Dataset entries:
Content starts
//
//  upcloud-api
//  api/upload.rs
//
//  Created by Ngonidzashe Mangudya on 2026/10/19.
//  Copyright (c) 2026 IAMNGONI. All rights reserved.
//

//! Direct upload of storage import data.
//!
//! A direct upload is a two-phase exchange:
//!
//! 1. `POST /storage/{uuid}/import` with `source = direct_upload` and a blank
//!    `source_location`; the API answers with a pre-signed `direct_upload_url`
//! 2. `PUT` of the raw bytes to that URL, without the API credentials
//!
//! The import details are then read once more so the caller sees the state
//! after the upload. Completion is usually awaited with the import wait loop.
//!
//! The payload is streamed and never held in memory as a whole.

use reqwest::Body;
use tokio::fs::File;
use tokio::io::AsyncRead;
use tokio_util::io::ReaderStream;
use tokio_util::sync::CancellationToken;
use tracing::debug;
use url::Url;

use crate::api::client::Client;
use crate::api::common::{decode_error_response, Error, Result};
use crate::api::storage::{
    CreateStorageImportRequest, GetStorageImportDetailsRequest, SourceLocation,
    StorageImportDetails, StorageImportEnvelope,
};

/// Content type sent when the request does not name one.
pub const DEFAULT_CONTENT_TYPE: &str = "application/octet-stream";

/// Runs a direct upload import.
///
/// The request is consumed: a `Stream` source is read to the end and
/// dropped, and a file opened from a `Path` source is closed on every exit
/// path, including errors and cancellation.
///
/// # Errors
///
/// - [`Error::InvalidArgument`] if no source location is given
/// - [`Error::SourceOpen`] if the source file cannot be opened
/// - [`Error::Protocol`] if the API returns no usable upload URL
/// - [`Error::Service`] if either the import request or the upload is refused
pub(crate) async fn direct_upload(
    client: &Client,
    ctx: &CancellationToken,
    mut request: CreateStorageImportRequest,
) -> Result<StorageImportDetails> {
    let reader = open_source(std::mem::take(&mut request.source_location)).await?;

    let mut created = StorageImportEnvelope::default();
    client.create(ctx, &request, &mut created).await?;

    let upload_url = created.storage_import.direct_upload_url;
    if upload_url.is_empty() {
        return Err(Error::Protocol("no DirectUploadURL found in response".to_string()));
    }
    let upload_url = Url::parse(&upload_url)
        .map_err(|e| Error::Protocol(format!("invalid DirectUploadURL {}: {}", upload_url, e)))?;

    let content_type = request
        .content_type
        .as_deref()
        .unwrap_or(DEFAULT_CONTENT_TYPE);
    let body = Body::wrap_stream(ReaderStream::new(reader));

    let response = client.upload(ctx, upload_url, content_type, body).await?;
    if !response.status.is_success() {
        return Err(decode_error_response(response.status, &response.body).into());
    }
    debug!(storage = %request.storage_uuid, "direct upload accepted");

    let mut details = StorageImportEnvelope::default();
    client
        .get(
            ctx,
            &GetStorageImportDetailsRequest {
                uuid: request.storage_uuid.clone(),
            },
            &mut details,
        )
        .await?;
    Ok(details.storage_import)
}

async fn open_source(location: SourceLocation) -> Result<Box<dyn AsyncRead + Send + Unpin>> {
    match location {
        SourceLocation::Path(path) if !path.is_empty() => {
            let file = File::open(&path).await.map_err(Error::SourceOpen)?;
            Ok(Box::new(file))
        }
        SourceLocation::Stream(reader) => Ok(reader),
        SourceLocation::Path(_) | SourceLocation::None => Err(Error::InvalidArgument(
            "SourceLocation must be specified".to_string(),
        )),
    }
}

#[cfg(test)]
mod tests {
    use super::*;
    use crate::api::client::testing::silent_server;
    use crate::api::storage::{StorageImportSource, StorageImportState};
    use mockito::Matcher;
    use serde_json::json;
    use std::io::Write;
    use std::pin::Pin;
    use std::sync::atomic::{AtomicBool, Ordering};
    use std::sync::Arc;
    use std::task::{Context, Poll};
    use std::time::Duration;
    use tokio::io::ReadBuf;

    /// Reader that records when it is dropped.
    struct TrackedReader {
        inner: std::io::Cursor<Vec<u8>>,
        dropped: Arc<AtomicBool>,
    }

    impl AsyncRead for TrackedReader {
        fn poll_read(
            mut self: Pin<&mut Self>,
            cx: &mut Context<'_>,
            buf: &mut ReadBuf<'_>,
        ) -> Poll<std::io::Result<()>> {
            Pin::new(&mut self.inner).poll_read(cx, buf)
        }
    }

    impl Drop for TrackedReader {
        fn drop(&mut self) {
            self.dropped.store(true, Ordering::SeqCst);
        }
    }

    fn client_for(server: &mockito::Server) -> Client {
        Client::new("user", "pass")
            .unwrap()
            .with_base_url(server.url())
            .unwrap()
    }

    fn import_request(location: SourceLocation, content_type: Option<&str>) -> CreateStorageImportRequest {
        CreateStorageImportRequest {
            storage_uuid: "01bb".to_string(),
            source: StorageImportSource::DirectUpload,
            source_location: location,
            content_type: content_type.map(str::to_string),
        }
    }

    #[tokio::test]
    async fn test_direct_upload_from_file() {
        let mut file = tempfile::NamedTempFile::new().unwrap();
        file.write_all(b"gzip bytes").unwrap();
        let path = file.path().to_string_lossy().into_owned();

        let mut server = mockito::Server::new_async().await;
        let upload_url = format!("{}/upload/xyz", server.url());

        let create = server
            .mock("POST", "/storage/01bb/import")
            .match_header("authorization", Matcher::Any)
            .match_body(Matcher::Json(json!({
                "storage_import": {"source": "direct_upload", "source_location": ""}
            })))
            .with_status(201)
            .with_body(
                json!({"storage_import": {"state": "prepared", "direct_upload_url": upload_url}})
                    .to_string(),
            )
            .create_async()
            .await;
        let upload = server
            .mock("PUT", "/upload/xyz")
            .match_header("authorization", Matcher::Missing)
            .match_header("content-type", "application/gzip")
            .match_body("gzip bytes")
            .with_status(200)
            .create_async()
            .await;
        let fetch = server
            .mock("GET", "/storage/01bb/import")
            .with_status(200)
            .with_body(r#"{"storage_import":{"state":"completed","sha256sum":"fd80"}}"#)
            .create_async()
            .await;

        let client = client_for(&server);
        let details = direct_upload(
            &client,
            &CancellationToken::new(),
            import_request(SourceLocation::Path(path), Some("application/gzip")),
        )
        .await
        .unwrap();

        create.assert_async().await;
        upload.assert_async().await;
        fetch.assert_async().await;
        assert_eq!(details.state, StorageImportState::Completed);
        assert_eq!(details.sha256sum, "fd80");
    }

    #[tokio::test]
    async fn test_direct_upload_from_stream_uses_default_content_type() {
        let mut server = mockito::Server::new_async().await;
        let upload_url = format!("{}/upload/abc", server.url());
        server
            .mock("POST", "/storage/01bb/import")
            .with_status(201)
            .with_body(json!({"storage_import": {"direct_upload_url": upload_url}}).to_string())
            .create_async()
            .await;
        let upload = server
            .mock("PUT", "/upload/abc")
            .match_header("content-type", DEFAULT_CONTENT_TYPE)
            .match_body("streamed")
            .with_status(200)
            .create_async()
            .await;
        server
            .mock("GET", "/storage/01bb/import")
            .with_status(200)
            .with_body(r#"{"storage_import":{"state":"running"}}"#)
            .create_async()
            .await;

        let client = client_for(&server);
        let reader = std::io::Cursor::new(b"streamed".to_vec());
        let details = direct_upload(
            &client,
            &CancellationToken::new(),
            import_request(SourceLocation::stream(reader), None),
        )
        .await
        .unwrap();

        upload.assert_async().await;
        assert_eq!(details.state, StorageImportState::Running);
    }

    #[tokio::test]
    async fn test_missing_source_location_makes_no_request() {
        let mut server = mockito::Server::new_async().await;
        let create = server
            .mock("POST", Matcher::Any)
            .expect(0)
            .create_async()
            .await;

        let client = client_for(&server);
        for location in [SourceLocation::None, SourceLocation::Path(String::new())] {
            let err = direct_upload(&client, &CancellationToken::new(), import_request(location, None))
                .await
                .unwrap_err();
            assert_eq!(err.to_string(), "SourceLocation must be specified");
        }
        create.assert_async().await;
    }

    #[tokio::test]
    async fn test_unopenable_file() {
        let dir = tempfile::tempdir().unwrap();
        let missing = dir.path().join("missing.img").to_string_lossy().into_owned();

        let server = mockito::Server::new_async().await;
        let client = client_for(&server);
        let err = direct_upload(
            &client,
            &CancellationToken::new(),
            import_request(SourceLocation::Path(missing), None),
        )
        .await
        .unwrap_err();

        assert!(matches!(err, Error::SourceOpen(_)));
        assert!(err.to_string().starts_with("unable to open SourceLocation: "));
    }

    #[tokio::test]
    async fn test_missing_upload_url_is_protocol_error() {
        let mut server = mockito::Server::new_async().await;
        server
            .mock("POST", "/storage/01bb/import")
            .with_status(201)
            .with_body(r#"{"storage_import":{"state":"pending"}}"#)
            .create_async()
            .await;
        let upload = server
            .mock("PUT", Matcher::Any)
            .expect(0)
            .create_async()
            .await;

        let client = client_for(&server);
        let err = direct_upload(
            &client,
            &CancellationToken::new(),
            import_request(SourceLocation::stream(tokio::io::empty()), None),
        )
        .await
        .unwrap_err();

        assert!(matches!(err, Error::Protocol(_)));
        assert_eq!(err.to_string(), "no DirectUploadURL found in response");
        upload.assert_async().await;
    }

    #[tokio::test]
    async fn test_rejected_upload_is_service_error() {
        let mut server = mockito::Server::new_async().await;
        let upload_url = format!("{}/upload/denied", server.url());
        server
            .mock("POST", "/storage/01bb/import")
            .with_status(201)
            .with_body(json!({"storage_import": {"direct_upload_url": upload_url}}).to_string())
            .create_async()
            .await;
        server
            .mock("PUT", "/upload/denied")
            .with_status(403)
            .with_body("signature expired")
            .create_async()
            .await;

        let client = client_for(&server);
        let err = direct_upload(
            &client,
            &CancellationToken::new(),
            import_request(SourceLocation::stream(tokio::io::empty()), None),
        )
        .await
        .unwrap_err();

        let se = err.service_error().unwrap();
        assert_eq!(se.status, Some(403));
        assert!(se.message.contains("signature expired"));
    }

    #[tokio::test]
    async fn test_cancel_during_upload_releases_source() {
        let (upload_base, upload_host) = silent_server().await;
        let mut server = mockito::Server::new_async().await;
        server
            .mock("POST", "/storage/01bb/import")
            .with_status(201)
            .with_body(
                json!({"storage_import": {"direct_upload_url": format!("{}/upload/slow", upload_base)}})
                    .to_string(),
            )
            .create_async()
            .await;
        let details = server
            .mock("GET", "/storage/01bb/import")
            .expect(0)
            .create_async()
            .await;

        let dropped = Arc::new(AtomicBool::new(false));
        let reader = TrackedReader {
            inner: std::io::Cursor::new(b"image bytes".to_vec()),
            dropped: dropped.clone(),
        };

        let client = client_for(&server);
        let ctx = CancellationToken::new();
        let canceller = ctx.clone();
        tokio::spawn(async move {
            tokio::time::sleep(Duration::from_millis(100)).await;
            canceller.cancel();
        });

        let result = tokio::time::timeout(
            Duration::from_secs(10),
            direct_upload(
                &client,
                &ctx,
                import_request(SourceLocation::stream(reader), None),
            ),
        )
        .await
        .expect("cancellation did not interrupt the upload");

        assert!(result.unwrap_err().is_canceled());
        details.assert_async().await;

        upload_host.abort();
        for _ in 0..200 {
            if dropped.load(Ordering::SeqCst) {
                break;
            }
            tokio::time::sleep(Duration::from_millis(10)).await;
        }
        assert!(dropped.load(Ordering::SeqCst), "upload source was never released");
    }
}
Content ends
Content starts
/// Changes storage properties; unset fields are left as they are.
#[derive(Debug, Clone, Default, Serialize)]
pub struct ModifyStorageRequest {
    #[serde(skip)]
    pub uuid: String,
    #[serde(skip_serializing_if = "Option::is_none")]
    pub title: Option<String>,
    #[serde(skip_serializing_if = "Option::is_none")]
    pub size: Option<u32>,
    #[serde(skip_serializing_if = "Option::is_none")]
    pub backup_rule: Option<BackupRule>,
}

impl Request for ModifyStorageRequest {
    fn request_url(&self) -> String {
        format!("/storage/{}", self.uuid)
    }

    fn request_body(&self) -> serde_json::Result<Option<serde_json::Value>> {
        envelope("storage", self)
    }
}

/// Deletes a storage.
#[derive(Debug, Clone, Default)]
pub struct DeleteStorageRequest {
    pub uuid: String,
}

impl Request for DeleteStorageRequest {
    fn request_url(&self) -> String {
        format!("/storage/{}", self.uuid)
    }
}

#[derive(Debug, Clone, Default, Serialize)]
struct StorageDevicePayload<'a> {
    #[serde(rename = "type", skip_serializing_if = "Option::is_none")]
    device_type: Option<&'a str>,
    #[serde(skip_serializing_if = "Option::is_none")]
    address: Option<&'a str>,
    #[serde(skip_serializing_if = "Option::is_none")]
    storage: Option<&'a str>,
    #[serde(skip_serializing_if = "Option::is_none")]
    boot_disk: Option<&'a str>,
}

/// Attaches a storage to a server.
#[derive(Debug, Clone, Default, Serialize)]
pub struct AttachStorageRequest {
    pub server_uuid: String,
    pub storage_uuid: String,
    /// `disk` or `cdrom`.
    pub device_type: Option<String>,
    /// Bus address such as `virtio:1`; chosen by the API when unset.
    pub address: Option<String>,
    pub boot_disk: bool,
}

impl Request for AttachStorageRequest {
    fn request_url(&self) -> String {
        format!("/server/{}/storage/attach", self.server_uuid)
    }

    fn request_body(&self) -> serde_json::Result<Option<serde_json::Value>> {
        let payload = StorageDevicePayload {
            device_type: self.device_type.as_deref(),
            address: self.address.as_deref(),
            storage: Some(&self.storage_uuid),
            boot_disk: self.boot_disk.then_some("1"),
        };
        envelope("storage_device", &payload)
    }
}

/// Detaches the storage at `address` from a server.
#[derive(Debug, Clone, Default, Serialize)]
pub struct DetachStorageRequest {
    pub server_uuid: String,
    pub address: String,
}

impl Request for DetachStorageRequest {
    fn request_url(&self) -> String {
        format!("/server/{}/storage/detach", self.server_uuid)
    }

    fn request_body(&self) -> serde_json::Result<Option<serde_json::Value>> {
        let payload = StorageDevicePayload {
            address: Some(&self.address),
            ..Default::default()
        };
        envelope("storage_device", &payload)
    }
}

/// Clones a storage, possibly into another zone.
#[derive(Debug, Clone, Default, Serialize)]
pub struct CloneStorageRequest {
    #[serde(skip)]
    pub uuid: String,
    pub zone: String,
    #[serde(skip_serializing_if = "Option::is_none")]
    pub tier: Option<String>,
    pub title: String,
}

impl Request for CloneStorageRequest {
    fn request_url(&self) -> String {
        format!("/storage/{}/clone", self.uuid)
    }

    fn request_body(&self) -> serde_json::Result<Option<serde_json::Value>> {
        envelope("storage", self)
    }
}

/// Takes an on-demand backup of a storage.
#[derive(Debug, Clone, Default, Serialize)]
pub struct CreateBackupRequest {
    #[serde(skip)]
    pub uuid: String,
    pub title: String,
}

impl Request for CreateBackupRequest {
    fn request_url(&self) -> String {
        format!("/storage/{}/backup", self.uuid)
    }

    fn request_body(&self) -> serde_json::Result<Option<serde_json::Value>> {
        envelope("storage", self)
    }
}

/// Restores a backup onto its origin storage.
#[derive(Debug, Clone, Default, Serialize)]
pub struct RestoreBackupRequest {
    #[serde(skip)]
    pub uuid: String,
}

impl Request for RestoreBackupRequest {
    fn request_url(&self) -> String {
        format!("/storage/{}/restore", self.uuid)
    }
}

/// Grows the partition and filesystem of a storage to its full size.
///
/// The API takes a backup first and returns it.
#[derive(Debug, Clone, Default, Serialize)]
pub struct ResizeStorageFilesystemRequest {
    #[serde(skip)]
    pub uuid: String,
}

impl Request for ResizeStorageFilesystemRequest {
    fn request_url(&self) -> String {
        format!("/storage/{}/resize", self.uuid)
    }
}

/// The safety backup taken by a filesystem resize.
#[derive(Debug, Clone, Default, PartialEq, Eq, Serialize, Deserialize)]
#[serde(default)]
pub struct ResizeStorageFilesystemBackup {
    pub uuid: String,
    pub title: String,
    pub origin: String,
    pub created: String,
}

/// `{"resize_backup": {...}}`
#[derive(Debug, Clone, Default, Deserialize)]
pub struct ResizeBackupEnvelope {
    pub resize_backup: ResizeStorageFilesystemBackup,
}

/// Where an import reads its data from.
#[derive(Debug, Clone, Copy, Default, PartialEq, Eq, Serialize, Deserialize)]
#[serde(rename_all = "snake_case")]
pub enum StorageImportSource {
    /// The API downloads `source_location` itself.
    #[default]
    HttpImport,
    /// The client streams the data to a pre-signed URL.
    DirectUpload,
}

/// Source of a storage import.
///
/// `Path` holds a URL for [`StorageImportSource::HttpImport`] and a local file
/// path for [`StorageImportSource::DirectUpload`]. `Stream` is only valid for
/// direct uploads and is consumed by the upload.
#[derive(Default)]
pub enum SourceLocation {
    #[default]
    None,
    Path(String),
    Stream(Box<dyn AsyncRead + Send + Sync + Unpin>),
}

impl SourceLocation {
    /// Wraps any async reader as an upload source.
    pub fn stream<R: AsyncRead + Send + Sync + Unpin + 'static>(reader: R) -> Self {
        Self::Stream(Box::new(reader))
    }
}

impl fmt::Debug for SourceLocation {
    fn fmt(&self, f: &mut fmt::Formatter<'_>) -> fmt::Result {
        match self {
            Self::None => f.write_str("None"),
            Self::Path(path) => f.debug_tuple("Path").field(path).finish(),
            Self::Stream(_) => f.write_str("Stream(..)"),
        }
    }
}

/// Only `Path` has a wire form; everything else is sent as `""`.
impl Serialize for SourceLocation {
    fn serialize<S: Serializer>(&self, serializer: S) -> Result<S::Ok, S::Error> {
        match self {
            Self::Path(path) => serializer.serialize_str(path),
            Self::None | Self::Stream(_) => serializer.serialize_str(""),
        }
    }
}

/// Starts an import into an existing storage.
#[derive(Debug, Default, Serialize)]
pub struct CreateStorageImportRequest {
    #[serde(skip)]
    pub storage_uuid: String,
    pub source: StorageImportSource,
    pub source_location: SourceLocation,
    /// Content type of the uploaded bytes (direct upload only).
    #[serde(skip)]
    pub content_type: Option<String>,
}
Content ends
> [Work instruction]: Count the lines above that contain "crate", and give only the number.

> [Your solution]: 6